ACTIVITY —
Find the lines below that contain the string "reqwest", count them, and give only the number.

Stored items
Segment Open

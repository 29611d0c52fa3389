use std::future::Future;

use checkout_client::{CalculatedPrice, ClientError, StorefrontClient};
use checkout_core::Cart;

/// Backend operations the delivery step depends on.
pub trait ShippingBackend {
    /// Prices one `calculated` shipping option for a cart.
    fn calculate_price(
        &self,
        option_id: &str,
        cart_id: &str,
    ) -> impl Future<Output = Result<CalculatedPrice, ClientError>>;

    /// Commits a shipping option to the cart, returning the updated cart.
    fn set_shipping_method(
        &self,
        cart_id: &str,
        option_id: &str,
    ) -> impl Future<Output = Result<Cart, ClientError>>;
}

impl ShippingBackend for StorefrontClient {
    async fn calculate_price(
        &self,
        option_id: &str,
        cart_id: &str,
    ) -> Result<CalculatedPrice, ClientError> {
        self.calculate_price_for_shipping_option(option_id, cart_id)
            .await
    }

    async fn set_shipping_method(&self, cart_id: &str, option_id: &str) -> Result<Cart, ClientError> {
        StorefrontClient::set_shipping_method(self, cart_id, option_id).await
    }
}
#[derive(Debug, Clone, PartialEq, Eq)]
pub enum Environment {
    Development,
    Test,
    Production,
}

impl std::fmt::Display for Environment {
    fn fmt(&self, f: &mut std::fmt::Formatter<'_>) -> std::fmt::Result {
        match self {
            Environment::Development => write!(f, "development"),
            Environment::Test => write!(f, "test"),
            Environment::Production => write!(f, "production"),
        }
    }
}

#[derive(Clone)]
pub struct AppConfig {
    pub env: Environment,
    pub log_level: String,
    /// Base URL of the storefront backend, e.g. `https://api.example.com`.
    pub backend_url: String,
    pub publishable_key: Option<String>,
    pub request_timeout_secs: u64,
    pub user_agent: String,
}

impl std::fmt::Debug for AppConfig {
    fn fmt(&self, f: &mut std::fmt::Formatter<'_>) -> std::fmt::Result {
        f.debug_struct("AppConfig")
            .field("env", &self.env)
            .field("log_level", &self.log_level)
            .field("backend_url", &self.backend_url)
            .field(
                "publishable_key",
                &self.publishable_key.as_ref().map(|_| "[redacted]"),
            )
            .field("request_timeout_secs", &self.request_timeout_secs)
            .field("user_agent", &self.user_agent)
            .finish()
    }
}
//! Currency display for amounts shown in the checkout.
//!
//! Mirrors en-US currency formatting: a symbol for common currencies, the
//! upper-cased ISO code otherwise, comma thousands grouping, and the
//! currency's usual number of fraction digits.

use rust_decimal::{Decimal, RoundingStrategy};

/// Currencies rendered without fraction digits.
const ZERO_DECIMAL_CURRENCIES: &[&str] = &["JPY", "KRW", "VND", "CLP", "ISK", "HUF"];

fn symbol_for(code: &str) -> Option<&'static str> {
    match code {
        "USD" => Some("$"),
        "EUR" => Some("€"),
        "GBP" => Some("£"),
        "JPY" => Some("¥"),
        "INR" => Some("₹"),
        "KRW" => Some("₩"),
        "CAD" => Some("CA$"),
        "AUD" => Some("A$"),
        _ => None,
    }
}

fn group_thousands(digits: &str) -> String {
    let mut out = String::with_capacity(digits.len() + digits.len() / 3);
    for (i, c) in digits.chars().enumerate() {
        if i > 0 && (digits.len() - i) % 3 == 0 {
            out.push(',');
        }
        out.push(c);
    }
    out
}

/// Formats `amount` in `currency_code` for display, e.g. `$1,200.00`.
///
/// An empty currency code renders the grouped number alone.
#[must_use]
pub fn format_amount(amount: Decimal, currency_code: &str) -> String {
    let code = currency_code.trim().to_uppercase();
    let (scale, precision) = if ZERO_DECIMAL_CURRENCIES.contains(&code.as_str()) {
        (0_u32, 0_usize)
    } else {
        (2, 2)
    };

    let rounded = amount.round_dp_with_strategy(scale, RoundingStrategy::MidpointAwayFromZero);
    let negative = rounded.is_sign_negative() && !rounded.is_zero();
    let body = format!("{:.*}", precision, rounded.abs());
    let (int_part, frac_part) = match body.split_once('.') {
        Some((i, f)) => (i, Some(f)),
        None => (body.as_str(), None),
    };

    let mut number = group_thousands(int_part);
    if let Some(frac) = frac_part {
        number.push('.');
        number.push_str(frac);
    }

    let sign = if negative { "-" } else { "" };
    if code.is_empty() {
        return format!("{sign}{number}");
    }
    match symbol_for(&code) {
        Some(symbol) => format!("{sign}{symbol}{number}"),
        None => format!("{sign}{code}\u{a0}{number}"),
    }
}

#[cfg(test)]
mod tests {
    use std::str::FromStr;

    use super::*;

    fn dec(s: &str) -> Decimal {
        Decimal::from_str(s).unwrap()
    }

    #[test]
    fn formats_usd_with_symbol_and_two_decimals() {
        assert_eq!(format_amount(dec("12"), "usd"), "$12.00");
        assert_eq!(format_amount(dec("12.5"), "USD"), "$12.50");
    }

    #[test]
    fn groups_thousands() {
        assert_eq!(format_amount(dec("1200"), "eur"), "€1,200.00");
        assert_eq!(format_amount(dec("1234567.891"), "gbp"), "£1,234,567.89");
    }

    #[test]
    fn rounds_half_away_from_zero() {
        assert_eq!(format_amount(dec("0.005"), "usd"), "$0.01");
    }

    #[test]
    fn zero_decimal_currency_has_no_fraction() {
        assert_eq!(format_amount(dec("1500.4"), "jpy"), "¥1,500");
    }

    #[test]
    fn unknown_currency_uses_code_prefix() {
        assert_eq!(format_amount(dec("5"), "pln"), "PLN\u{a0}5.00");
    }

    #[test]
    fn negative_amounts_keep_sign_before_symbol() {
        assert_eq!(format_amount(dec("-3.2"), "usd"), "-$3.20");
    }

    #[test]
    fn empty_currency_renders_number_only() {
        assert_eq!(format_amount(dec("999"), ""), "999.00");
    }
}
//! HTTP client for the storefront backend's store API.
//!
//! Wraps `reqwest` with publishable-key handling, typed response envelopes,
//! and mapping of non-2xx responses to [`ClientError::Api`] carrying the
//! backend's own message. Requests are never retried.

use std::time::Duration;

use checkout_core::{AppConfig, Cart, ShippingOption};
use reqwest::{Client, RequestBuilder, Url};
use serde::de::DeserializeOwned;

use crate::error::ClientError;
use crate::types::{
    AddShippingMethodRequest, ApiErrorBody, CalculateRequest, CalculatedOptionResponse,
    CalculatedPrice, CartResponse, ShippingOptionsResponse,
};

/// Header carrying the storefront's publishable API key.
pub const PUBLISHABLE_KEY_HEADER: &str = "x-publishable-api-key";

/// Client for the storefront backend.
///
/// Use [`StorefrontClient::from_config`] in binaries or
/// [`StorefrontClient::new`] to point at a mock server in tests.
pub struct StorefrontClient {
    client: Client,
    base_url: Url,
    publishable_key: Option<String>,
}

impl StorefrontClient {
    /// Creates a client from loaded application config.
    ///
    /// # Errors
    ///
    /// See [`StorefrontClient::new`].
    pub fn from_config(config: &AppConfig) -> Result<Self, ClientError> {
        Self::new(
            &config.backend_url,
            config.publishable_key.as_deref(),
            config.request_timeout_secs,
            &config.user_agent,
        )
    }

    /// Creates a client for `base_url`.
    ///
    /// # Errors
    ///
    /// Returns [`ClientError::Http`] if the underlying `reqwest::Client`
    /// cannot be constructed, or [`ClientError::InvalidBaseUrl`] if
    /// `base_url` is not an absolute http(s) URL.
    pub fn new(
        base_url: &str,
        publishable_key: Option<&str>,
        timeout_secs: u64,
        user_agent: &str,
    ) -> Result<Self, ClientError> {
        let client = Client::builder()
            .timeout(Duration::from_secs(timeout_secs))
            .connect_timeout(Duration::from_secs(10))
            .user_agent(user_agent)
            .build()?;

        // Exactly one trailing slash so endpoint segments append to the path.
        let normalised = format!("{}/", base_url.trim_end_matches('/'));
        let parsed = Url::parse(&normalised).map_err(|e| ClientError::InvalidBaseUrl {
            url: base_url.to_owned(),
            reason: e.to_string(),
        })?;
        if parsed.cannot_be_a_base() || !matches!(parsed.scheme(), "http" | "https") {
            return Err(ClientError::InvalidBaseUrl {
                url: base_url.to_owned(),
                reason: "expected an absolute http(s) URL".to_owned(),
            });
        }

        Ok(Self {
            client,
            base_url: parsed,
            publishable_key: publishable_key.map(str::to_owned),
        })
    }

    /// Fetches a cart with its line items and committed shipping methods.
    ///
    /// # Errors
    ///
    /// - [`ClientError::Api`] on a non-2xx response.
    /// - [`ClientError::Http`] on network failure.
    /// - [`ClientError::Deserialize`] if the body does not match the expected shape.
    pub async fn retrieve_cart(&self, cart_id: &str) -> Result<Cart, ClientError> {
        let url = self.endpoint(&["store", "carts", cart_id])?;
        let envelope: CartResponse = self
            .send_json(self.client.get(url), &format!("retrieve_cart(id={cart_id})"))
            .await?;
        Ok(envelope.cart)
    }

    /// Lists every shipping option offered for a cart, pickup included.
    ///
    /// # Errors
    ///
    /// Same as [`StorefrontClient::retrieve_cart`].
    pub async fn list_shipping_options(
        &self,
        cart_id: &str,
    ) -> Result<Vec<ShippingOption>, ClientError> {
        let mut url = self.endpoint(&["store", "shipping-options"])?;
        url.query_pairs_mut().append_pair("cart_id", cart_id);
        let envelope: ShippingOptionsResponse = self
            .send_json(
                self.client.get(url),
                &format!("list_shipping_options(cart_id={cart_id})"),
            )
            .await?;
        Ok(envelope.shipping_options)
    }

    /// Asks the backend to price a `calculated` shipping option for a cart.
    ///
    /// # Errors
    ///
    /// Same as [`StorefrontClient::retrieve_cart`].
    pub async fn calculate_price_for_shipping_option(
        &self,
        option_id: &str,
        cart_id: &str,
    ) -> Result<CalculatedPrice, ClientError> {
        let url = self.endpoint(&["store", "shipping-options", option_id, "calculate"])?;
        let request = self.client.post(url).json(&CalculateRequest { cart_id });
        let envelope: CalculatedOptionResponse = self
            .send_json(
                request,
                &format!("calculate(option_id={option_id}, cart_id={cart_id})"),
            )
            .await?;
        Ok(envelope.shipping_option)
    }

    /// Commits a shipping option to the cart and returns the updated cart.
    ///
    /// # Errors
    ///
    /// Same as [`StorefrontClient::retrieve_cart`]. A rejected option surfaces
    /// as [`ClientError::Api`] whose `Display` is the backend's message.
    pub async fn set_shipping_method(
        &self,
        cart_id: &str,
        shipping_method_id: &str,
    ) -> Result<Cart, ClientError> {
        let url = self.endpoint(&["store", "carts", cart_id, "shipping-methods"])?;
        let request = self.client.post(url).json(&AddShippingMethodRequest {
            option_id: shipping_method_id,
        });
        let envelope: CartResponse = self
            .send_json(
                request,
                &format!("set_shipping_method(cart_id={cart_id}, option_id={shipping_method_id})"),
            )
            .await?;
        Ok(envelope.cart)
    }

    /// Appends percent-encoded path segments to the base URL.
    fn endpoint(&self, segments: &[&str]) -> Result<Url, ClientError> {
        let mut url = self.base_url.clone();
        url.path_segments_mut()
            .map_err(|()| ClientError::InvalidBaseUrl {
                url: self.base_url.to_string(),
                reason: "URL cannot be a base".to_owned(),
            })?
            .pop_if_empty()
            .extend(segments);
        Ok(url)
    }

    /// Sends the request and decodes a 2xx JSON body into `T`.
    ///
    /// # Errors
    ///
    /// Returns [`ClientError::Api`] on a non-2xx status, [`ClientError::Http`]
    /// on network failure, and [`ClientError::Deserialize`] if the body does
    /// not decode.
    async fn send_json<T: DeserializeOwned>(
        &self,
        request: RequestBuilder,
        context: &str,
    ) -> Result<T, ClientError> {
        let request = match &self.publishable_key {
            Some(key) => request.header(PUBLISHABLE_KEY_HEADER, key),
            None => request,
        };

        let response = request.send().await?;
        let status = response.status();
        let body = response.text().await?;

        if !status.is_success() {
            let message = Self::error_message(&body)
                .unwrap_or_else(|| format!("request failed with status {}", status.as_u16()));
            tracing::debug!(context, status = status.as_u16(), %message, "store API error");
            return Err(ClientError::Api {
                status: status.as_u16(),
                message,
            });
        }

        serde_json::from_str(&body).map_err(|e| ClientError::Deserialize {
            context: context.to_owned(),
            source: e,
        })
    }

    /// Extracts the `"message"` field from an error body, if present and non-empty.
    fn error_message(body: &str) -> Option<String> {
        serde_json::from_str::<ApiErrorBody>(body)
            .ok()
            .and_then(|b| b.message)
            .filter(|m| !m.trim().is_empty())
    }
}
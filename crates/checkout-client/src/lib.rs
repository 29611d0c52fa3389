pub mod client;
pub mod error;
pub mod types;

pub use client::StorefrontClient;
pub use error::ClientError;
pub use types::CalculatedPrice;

Segment Closed

RESULT OF THE EXERCISE —
3